What to work on
In the records below, find every line that contains "requested" and list it.

Given records

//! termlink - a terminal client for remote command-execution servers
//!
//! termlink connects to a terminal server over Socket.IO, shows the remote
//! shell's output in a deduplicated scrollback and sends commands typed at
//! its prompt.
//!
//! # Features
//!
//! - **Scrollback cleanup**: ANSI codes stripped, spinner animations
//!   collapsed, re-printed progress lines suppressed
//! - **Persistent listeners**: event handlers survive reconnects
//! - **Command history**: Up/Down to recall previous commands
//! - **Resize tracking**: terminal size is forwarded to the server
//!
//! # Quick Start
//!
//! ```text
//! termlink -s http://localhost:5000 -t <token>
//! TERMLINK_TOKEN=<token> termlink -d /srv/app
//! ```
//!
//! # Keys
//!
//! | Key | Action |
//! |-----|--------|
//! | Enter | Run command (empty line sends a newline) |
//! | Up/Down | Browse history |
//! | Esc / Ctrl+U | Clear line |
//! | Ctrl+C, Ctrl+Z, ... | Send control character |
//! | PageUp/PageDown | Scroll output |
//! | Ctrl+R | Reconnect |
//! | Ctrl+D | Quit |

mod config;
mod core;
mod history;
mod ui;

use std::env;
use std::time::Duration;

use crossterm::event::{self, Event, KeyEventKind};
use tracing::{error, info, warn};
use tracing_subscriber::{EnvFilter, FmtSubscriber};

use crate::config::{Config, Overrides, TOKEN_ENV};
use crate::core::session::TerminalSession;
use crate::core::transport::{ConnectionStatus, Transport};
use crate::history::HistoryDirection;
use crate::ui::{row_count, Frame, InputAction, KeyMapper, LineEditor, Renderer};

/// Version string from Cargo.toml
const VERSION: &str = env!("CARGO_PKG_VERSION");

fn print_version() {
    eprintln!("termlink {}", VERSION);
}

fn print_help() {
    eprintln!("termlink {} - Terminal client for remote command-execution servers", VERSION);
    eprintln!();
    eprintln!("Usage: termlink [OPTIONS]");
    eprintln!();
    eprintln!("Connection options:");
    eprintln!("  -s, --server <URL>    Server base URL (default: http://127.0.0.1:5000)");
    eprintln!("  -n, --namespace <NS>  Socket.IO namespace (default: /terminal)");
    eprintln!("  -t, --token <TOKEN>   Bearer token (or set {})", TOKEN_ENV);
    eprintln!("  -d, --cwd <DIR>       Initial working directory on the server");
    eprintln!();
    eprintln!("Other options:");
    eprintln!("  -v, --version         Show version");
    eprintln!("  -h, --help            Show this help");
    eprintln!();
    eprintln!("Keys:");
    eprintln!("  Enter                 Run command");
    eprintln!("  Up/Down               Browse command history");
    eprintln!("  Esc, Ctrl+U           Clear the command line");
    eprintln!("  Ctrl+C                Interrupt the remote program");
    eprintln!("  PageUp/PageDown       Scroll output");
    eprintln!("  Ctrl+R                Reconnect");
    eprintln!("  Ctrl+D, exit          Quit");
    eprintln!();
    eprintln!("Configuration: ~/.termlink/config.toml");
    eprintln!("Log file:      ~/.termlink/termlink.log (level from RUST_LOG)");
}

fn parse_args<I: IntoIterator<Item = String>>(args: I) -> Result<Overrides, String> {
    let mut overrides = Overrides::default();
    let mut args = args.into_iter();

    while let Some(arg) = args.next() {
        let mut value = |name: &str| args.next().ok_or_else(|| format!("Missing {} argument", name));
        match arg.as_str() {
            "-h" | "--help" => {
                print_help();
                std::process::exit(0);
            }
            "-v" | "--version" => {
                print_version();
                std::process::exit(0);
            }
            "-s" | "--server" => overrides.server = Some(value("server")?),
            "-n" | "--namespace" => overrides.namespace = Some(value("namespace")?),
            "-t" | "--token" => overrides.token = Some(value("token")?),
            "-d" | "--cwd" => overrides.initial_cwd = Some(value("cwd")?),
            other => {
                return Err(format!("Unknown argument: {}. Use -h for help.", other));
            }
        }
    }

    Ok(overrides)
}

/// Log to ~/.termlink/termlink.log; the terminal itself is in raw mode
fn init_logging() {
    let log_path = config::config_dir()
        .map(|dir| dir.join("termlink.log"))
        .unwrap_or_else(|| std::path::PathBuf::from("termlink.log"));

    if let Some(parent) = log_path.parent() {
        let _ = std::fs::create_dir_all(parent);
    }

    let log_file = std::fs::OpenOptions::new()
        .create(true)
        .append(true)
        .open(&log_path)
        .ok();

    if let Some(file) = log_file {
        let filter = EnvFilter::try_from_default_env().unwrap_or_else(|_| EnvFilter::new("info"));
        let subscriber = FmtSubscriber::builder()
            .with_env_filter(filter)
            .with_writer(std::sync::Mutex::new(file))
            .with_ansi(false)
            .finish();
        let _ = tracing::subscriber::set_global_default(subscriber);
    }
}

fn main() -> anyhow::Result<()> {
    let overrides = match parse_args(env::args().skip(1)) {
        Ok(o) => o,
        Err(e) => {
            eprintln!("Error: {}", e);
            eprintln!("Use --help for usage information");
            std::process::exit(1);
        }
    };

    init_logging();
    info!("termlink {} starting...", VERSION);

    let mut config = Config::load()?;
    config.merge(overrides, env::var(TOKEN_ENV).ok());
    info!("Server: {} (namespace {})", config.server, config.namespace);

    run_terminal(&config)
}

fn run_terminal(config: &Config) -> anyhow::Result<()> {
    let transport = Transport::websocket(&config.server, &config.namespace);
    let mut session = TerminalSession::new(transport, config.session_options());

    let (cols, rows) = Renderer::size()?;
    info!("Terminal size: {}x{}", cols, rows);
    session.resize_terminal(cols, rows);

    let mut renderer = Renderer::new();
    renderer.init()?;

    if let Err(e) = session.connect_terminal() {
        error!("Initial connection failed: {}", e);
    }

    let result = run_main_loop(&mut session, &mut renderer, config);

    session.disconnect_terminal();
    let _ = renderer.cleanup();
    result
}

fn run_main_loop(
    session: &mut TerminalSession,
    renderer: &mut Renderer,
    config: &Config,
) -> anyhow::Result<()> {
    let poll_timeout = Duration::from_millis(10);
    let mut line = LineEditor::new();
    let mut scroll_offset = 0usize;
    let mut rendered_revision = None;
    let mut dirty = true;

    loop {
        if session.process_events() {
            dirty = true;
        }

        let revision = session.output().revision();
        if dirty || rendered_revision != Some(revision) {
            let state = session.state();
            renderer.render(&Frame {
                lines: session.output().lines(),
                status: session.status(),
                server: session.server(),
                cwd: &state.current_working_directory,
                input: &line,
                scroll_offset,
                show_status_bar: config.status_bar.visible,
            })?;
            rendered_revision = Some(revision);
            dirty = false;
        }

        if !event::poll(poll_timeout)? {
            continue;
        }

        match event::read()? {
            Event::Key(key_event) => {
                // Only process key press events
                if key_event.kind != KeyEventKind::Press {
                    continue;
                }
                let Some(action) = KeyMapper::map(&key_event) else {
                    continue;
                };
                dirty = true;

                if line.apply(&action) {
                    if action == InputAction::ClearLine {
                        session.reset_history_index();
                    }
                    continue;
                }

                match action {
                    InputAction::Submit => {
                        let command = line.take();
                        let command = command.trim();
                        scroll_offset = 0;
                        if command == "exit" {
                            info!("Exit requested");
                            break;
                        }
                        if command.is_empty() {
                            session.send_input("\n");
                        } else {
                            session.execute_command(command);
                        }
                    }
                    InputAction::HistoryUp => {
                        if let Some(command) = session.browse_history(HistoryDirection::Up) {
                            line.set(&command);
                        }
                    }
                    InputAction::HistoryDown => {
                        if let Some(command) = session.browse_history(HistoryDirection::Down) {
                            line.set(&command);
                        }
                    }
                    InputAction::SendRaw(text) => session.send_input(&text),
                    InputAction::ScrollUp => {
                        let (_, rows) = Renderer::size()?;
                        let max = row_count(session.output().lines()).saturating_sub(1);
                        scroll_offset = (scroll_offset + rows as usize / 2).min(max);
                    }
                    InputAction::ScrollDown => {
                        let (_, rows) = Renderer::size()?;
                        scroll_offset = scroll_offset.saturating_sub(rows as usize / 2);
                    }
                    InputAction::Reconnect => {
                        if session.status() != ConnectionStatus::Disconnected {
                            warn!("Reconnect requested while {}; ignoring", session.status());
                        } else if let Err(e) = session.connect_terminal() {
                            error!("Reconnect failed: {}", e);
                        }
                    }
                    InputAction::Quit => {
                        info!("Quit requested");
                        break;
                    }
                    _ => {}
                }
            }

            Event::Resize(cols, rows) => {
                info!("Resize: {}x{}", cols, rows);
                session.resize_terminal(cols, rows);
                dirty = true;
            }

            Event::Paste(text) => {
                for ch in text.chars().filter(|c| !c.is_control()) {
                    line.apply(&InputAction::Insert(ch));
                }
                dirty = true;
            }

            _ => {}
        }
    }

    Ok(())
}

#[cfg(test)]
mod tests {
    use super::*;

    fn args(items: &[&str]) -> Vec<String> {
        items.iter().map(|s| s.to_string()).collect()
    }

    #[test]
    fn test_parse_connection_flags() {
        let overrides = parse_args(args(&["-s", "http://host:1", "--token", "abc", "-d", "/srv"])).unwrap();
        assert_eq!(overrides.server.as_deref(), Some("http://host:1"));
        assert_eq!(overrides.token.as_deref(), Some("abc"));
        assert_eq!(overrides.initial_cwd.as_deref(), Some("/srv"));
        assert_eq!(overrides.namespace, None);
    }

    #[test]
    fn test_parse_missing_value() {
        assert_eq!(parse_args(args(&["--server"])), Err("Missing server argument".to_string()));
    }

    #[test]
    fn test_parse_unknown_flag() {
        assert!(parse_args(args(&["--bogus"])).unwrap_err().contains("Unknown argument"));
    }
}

Solution to this task
                            info!("Exit requested");
                            warn!("Reconnect requested while {}; ignoring", session.status());
                        info!("Quit requested");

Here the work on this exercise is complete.